[[ Records for the exercise open ]]

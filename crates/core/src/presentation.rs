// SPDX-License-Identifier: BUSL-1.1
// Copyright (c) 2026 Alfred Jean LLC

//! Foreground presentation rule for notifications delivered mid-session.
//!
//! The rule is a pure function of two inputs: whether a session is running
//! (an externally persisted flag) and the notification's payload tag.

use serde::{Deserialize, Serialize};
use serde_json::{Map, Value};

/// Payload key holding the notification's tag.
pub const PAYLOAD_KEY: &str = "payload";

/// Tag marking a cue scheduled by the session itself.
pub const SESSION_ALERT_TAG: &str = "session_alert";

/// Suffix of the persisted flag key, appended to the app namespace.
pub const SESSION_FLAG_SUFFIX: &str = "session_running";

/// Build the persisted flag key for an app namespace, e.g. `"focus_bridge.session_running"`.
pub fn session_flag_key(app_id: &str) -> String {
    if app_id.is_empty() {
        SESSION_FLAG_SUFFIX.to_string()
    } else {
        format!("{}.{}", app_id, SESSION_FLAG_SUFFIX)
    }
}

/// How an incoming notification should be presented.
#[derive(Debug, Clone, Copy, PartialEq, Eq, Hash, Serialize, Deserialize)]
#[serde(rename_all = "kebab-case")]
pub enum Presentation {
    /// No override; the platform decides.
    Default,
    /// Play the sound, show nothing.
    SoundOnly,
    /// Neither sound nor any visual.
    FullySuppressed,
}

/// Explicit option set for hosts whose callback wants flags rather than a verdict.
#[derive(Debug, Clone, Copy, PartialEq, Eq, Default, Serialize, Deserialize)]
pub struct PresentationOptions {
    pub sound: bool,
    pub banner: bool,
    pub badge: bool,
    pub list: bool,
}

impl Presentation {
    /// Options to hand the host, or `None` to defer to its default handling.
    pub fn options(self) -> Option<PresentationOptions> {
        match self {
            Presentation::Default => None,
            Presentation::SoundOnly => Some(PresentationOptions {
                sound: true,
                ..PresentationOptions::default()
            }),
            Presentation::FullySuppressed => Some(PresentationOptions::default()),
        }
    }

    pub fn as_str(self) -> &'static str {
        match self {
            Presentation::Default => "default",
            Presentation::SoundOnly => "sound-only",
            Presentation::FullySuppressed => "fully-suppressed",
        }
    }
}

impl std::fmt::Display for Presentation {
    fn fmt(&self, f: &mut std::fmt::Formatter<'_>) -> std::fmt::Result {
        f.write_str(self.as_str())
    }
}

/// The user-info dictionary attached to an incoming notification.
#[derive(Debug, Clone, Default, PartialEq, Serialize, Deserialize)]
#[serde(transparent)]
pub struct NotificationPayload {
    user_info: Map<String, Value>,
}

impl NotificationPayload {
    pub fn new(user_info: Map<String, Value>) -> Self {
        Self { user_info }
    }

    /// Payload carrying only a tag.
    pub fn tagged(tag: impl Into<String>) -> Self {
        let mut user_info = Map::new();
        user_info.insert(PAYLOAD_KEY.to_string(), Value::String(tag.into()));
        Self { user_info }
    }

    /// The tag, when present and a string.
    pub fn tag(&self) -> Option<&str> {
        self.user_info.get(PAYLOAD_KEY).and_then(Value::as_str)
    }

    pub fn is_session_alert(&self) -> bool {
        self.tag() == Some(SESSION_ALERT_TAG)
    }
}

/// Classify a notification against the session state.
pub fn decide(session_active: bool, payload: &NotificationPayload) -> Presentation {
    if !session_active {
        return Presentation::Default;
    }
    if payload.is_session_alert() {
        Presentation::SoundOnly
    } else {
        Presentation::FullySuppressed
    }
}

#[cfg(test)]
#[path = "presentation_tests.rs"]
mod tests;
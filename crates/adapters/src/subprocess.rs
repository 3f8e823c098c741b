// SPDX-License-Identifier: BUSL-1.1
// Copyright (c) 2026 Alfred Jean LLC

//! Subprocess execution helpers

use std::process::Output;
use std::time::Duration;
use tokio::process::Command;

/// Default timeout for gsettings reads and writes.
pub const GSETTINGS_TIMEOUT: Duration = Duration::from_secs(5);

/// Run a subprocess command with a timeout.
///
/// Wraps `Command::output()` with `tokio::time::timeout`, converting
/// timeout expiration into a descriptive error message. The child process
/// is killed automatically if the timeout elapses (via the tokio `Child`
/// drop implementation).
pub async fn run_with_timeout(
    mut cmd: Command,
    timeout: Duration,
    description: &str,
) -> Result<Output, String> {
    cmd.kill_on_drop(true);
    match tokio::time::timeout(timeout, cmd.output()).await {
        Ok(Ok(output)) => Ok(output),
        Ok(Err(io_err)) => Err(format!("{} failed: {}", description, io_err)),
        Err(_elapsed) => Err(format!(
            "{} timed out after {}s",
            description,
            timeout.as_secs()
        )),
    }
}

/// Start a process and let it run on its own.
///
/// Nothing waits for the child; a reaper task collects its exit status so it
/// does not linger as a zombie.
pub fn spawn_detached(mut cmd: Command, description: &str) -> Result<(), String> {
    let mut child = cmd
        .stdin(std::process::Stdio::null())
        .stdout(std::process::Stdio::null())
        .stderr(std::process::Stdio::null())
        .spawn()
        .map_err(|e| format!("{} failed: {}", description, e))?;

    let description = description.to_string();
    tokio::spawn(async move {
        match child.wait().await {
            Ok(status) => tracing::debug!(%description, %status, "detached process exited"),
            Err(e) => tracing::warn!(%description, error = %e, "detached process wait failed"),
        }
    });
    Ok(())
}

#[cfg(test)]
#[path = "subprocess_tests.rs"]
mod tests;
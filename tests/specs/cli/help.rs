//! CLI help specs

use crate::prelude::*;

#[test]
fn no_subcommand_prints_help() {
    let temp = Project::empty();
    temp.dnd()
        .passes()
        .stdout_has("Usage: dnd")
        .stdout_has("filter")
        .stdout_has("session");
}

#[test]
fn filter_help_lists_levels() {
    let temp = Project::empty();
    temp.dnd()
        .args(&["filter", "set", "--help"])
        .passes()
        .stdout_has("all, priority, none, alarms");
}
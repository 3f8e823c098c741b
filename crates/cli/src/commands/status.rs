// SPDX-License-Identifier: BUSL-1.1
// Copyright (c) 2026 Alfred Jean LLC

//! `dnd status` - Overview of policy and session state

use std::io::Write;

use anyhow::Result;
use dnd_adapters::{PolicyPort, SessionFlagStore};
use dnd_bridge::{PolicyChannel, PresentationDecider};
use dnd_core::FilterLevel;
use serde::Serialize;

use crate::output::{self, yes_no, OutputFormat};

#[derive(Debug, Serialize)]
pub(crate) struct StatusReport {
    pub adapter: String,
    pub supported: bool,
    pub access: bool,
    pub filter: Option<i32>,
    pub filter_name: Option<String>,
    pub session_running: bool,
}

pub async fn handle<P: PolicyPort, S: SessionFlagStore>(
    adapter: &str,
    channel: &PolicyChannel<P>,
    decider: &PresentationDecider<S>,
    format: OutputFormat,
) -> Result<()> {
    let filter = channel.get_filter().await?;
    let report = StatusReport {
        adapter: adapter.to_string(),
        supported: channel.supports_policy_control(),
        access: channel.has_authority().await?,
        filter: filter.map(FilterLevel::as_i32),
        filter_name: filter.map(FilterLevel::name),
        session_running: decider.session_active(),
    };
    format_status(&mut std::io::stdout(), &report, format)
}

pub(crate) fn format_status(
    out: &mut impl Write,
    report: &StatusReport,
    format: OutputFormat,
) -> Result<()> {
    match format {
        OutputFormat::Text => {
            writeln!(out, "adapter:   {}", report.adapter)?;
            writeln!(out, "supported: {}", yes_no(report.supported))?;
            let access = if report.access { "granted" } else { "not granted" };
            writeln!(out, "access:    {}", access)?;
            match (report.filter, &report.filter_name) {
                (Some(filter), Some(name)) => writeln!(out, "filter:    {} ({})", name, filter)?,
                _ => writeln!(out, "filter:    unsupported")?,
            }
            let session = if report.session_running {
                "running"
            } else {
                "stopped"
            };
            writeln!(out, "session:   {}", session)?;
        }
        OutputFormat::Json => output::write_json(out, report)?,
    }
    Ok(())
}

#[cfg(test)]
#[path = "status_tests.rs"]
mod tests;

[[ Records for the exercise closed ]]

§ **What the task asks**
Look above for the line containing "the notification's tag." and the line containing "pub const SESSION_FLAG_SUFFIX: &str". Transcribe both, with the lines between them, exactly.

§ **Expected answer**
/// Payload key holding the notification's tag.
pub const PAYLOAD_KEY: &str = "payload";

/// Tag marking a cue scheduled by the session itself.
pub const SESSION_ALERT_TAG: &str = "session_alert";

/// Suffix of the persisted flag key, appended to the app namespace.
pub const SESSION_FLAG_SUFFIX: &str = "session_running";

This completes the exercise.